Unfortunately, with Minnesota’s energy costs rising faster than elsewhere, Minnesota’s businesses are now less competitive and good jobs are disappearing as a result. Drawing from a national study released by the Kentucky Energy and Environmental Cabinet, Center of the American Experiment’s Peter Nelson estimated job losses due to rising electricity prices for various sectors of Minnesota’s economy in a 2013 study. Each penny per kilowatt hour in increased electricity prices translates to a loss of 15,700 jobs in the Minnesota manufacturing sector alone.15 And over the past ten years, inflation adjusted electricity rates for the industrial sector did, in fact, rise by more than a penny. These manufacturing job losses alone exceed the 14,000 jobs said to exist in Minnesota’s clean energy sector.16

Source: Bureau of Labor Statistics, Consumer Expenditure Survey, available at http://www.bls.gov/cex/.  

Source: Bureau of Labor Statistics, Consumer Expenditure Survey, available at http://www.bls.gov/cex/.

Expensive Electricity Hits Minnesota’s Low-Income Households Hardest  

High electricity prices tend to harm the poorest families the most because they spend a larger share of their income on energy. For most families, energy is the largest expenditure next to food, shelter, and transportation. U.S. families at all points on the income scale are spending a larger portion of their budgets on energy than they were a decade ago, as shown in Figures 4 and 5.  

Fisher Sheehan and Colton—a law and economics research and consulting firm that advocates for affordable energy—calculates an “affordability gap” for Minnesota and other U.S. states. The firm reported in May of 2014:  

Home energy is a crippling financial burden for low-income Minnesota households. Minnesota households with incomes below 50% of the Federal Poverty Level pay 32% of their annual income simply for their home energy bills.17 

If our society truly cares about reducing the impact of income inequality, then energy affordability should be a high priority.  

Benefits Do Not Justify Higher Prices  

So what value do Minnesotans get from higher energy rates? Not much.  

After twenty years of expanding green energy mandates and subsidies, the clean energy sector employs less than one half of one percent of the state’s workforce. Remember, Minnesota loses more manufacturing jobs to a penny increase in electricity prices than the entire green energy workforce.  

The driving force behind current green energy policy is the reduction of carbon emissions in an effort to address global climate change. However, nothing the state of Minnesota can do will have any measurable impact on global carbon emissions.  
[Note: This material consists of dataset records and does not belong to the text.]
/// A fragment queued for placement, with its x position in the content box
/// and the break hints in force for it.
#[derive(Debug, Clone, Copy)]
pub(crate) struct FlowItem<'f> {
    pub fragment: &'f LayoutFragment,
    pub x: f64,
    pub hints: BreakHints,
}

/// Expand plain block containers so that their children take part in page
/// filling on their own. A container is expanded when it is taller than a
/// page, or when something inside it carries a page-break hint. Tables,
/// inline content and keep-together blocks are left whole.
///
/// An expanded container hands its break-before to its first item and its
/// keep-with-next to its last.
pub fn flatten_for_pagination(
    fragments: &[LayoutFragment],
    content_height: f64,
) -> Vec<&LayoutFragment> {
    flatten(fragments, content_height, 0.0)
        .into_iter()
        .map(|item| item.fragment)
        .collect()
}

/// A block stacking its children top to bottom, made by the block context
/// or by a caller.
fn is_plain_container(frag: &LayoutFragment) -> bool {
    frag.kind == FragmentKind::Block
        && matches!(frag.diagnostics.context, "block" | "external")
        && !frag.is_table()
        && !frag.keep_together()
        && !frag.children.is_empty()
}

fn has_hint(frag: &LayoutFragment) -> bool {
    frag.break_before() || frag.keep_with_next() || frag.keep_together()
}

/// A hint sits on some fragment that expanding `frag` would queue.
fn has_nested_hints(frag: &LayoutFragment) -> bool {
    frag.children
        .iter()
        .any(|child| has_hint(child) || (is_plain_container(child) && has_nested_hints(child)))
}

fn expands(frag: &LayoutFragment, content_height: f64) -> bool {
    is_plain_container(frag)
        && (frag.height > content_height + EPSILON || has_nested_hints(frag))
}

fn flatten(fragments: &[LayoutFragment], content_height: f64, x: f64) -> Vec<FlowItem<'_>> {
    let mut result = Vec::new();
    for frag in fragments {
        let fx = x + frag.offset.x;
        if expands(frag, content_height) {
            let own = BreakHints::of(frag);
            let mut items = flatten(&frag.children, content_height, fx);
            if let Some(first) = items.first_mut() {
                first.hints.break_before |= own.break_before;
            }
            if let Some(last) = items.last_mut() {
                last.hints.keep_with_next |= own.keep_with_next;
            }
            result.extend(items);
        } else {
            result.push(FlowItem {
                fragment: frag,
                x: fx,
                hints: BreakHints::of(frag),
            });
        }
    }
    result
}

/// The page being filled. Lives inside a single [`Paginator::paginate`] call.
pub(crate) struct PageBuilder<'f> {
    content: Rect,
    diagnostics: bool,
    pages: Vec<PageFragmentTree<'f>>,
    slices: Vec<FragmentSlice<'f>>,
    remaining: f64,
    continues_from_previous: bool,
    /// Leftover block size when the last slice on this page is split.
    continues_to_next: Option<f64>,
    events: Vec<PaginationEvent>,
}

impl<'f> PageBuilder<'f> {
    fn new(page: &PageConstraints, diagnostics: bool) -> Self {
        let content = page.content_bounds();
        Self {
            content,
            diagnostics,
            pages: Vec::new(),
            slices: Vec::new(),
            remaining: content.height,
            continues_from_previous: false,
            continues_to_next: None,
            events: Vec::new(),
        }
    }

    pub(crate) fn state(&self) -> PageState {
        PageState {
            remaining: self.remaining,
            content_height: self.content.height,
            has_content: self.has_content(),
        }
    }

    pub(crate) fn has_content(&self) -> bool {
        !self.slices.is_empty()
    }

    pub(crate) fn remaining(&self) -> f64 {
        self.remaining
    }

    /// Page y of the next slice.
    pub(crate) fn cursor(&self) -> f64 {
        self.content.y + (self.content.height - self.remaining)
    }

    pub(crate) fn content_x(&self) -> f64 {
        self.content.x
    }

    /// Put `slice` at the cursor. It uses `bounds.height` of the page.
    pub(crate) fn push(&mut self, slice: FragmentSlice<'f>) {
        if self.diagnostics && slice.kind != SliceKind::Full {
            let event = PaginationEvent::FragmentSplit {
                path: slice.path().to_string(),
                page_number: self.pages.len() + 1,
                kind: slice.kind,
                block_size: slice.block_size,
            };
            log::debug!(target: "folio::pagination", "{event:?}");
            self.events.push(event);
        }
        self.remaining = (self.remaining - slice.bounds.height).max(0.0);
        self.slices.push(slice);
    }

    /// Finish the current page and start the next one, carrying
    /// `leftover` block size of a split fragment across the break.
    pub(crate) fn carry_over(&mut self, leftover: f64) {
        self.continues_to_next = Some(leftover);
        self.new_page();
        self.continues_from_previous = true;
    }

    pub(crate) fn new_page(&mut self) {
        if !self.slices.is_empty() {
            let page_number = self.pages.len() + 1;
            let carry = if self.continues_from_previous || self.continues_to_next.is_some() {
                Some(CarryPageLink {
                    continues_from_page: self.continues_from_previous.then(|| page_number - 1),
                    continues_to_page: self.continues_to_next.map(|_| page_number + 1),
                    remaining_block_size: self.continues_to_next.unwrap_or(0.0),
                })
            } else {
                None
            };
            if self.diagnostics {
                let event = PaginationEvent::PageCreated {
                    page_number,
                    slices: self.slices.len(),
                };
                log::debug!(target: "folio::pagination", "{event:?}");
                self.events.push(event);
            }
            self.pages.push(PageFragmentTree {
                page_number,
                content_bounds: self.content,
                slices: std::mem::take(&mut self.slices),
                carry,
            });
        }
        self.remaining = self.content.height;
        self.continues_from_previous = false;
        self.continues_to_next = None;
    }

    fn finish(mut self) -> (Vec<PageFragmentTree<'f>>, Vec<PaginationEvent>) {
        self.new_page();
        (self.pages, self.events)
    }
}

/// Assigns fragments to pages.
///
/// Holds only its options, so one paginator can serve concurrent calls.
#[derive(Debug, Clone, Default)]
pub struct Paginator {
    options: PaginationOptions,
}

impl Paginator {
    pub fn new(options: PaginationOptions) -> Self {
        Self { options }
    }

    pub fn options(&self) -> &PaginationOptions {
        &self.options
    }

    /// Lay `fragments` out on pages of `page`'s geometry.
    pub fn paginate<'f>(
        &self,
        fragments: &'f [LayoutFragment],
        page: &PageConstraints,
    ) -> Result<PaginatedDocument<'f>, FolioError> {
        if fragments.is_empty() {
            return Err(FolioError::invalid("no fragments to paginate"));
        }
        page.validate()?;

        let content_height = page.content_height();
        let items = flatten(fragments, content_height, 0.0);

        let mut seen = HashSet::new();
        for item in &items {
            if !seen.insert(item.fragment.path()) {
                return Err(FolioError::invalid(format!(
                    "duplicate fragment path {}",
                    item.fragment.path()
                )));
            }
        }

        let mut builder = PageBuilder::new(page, self.options.diagnostics);
        let mut warnings = Vec::new();

        for (index, item) in items.iter().enumerate() {
            let frag = item.fragment;
            if item.hints.break_before && builder.has_content() {
                builder.new_page();
            }
            let next = items.get(index + 1).map(|n| n.fragment);

            loop {
                match decide_break(frag, item.hints, next, builder.state())? {
                    BreakDecision::MoveToNextPage => {
                        builder.new_page();
                        continue;
                    }
                    BreakDecision::Place => {
                        let x = builder.content_x() + item.x;
                        let y = builder.cursor();
                        builder.push(FragmentSlice::full(frag, x, y));
                    }
                    BreakDecision::SplitRows => {
                        table::split_table(
                            &mut builder,
                            *item,
                            self.options.repeat_table_headers,
                            &mut warnings,
                        );
                    }
                    BreakDecision::Split => split_by_height(&mut builder, *item),
                }
                break;
            }
        }

        let (pages, events) = builder.finish();

        let placed: HashSet<&str> = pages
            .iter()
            .flat_map(|p| p.slices.iter().map(|s| s.path()))
            .collect();
        for item in &items {
            if !placed.contains(item.fragment.path()) {
                let message = format!("fragment {} was not placed on any page", item.fragment.path());
                log::warn!(target: "folio::pagination", "{message}");
                warnings.push(message);
            }
        }

        log::debug!(
            target: "folio::pagination",
            "paginated {} fragment(s) onto {} page(s)",
            items.len(),
            pages.len()
        );

        Ok(PaginatedDocument {
            constraints: *page,
            pages,
            warnings,
            events,
        })
    }
}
Minnesota is simply too small to make a difference. The state’s energy-related carbon emissions (93.4 million metric tons) represent 1.66 percent of U.S emissions (5,631.3 million metric tons) and 0.3 percent of global emissions (31,502.4 million metric tons).18 Our emissions are less than those of the Central Asian country of Uzbekistan. For additional context, consider that it took just 32 days in 2011 for the growth of global carbon emissions to equal Minnesota’s total emissions.19 If Minnesota were to completely eliminate its carbon emissions, it would take about a month for growth elsewhere to add those emissions back.  

Because Minnesota’s emissions are miniscule on a global scale, any reduction will not impact Minnesota’s climate. Indeed, local actions to reduce carbon dioxide emissions will not produce local benefits. There are types of emissions, such as sulfur dioxide or mercury, where local action has a local effect. Carbon dioxide is not one of them.  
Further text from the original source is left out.